The updates relate to the “Learn the Signs. Act Early” program and it’s the first change since the guidelines were announced back in 2005. The goal is to make it easier for parents, caregivers, and healthcare providers to catch potential developmental delays or autism sooner. As part of the changes, the CDC and AAP have raised the percentage of kids who normally meet milestones at that age from 50% to 75%. The updates show behaviors that at least 75% of kids will hit at a certain age, “based on data, developmental resources and clinician experience.”

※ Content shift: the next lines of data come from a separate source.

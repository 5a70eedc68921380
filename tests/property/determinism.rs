//! Property-based tests for cache identity, build determinism and artifact
//! prefix matching

use chrono::NaiveDate;
use modelgen::context::{ContextSettings, GenerationContext};
use modelgen::emit::{ArtifactPrefix, MemoryEmitter, GENERATION_SUFFIX_FORMAT};
use modelgen::node::default_kind;
use modelgen::orchestrator::{BuildKind, BuildRequest, Orchestrator};
use modelgen::source::{AttributeDef, InMemoryModelStore, KindFilter, ModelStore, SourceObject, TypeProperties};
use modelgen::ModelCache;
use proptest::prelude::*;
use std::collections::BTreeSet;
use std::path::Path;
use std::sync::Arc;

const DATATYPES: &[&str] = &["String", "Integer", "Decimal", "Money", "Date", "Unknown"];

fn type_names() -> impl Strategy<Value = BTreeSet<String>> {
    prop::collection::btree_set("[A-Z][a-z]{2,8}", 1..6)
}

/// Types `m.<Name>`, each extending the previous one when `chain` is set.
fn store_with(names: &BTreeSet<String>, attributes: &[(String, usize)], chain: bool) -> Arc<InMemoryModelStore> {
    let store = Arc::new(InMemoryModelStore::new());
    let mut previous: Option<String> = None;
    for name in names {
        let qualified = format!("m.{}", name);
        let props = TypeProperties {
            supertype: if chain { previous.clone() } else { None },
            attributes: attributes
                .iter()
                .map(|(attr, datatype)| AttributeDef::new(attr, DATATYPES[*datatype % DATATYPES.len()]))
                .collect(),
            ..TypeProperties::default()
        };
        store
            .insert(SourceObject::policy_type(&qualified, props))
            .unwrap();
        previous = Some(qualified);
    }
    store
}

fn build(store: Arc<InMemoryModelStore>) -> Vec<(std::path::PathBuf, String)> {
    let emitter = Arc::new(MemoryEmitter::new());
    let orchestrator = Orchestrator::with_standard_builders(
        store,
        emitter.clone(),
        GenerationContext::with_builtin_datatypes(ContextSettings::new("m")),
    );
    orchestrator
        .run_build(&BuildRequest::new(), BuildKind::Full)
        .unwrap();
    emitter
        .paths()
        .into_iter()
        .map(|path| {
            let content = emitter.content(&path).unwrap();
            (path, content)
        })
        .collect()
}

/// Every lookup of a key hands out the instance built on the first one
#[test]
fn test_cache_identity_property() {
    let mut runner = proptest::test_runner::TestRunner::default();

    runner
        .run(&(type_names(), any::<bool>()), |(names, chain)| {
            let store = store_with(&names, &[], chain);
            let context = GenerationContext::with_builtin_datatypes(ContextSettings::new("m"));
            let cache = ModelCache::new(store.clone());

            let objects = store.list(&KindFilter::All).unwrap();
            for object in objects.iter().rev() {
                let first = cache
                    .get_or_create(object, default_kind(object.kind()), &context)
                    .unwrap();
                let second = cache
                    .get_or_create(object, default_kind(object.kind()), &context)
                    .unwrap();
                prop_assert!(Arc::ptr_eq(&first, &second));
            }
            prop_assert_eq!(cache.constructions(), objects.len());
            prop_assert_eq!(cache.len(), objects.len());
            Ok(())
        })
        .unwrap();
}

/// Two independent builds of the same model write identical files
#[test]
fn test_build_output_determinism_property() {
    let mut runner = proptest::test_runner::TestRunner::default();

    runner
        .run(
            &(
                type_names(),
                prop::collection::vec(("[a-z]{3,8}", 0usize..DATATYPES.len()), 0..4),
                any::<bool>(),
            ),
            |(names, attributes, chain)| {
                // attribute names must be unique per type
                let mut seen = BTreeSet::new();
                let attributes: Vec<(String, usize)> = attributes
                    .into_iter()
                    .filter(|(name, _)| seen.insert(name.clone()))
                    .collect();

                let first = build(store_with(&names, &attributes, chain));
                let second = build(store_with(&names, &attributes, chain));
                prop_assert_eq!(first.len(), names.len() * 2 + 1);
                prop_assert_eq!(first, second);
                Ok(())
            },
        )
        .unwrap();
}

/// Generation prefixes match dated classes of their stem and nothing else,
/// not even the bare stem
#[test]
fn test_generation_prefix_property() {
    let mut runner = proptest::test_runner::TestRunner::default();

    runner
        .run(
            &("[A-Z][a-z]{2,8}", "[A-Za-z0-9_]{1,8}", 0i64..20_000),
            |(stem, suffix, days)| {
                let prefix = ArtifactPrefix::generations_of("m/internal", &stem);
                let date = NaiveDate::from_ymd_opt(1990, 1, 1).unwrap() + chrono::Duration::days(days);
                let dated = format!("m/internal/{}_{}.java", stem, date.format(GENERATION_SUFFIX_FORMAT));
                prop_assert!(prefix.matches(Path::new(&dated)));
                let undated = format!("m/internal/{}.java", stem);
                prop_assert!(!prefix.matches(Path::new(&undated)));

                let other = format!("m/internal/{}{}.java", stem, suffix);
                prop_assert!(!prefix.matches(Path::new(&other)));
                let outside = format!("m/{}_{}.java", stem, date.format(GENERATION_SUFFIX_FORMAT));
                prop_assert!(!prefix.matches(Path::new(&outside)));
                Ok(())
            },
        )
        .unwrap();
}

Milestone updates include:
- Adding checklists for ages 15 and 30 months so there’s now a checklist for all well-child visits from 2 months to 5 years
- New social and emotional milestones
- Cutting vague language as well as duplicates for certain milestones
- Adding open-ended questions to help promote discussion between parents and doctors
- Updating and adding new tips as well as activities that encourage development
“The earlier a child is identified with a developmental delay the better, as treatment as well as learning interventions can begin,” explains pediatrician Dr. Paul H. Lipkin, one of the 13 experts who worked on the revisions.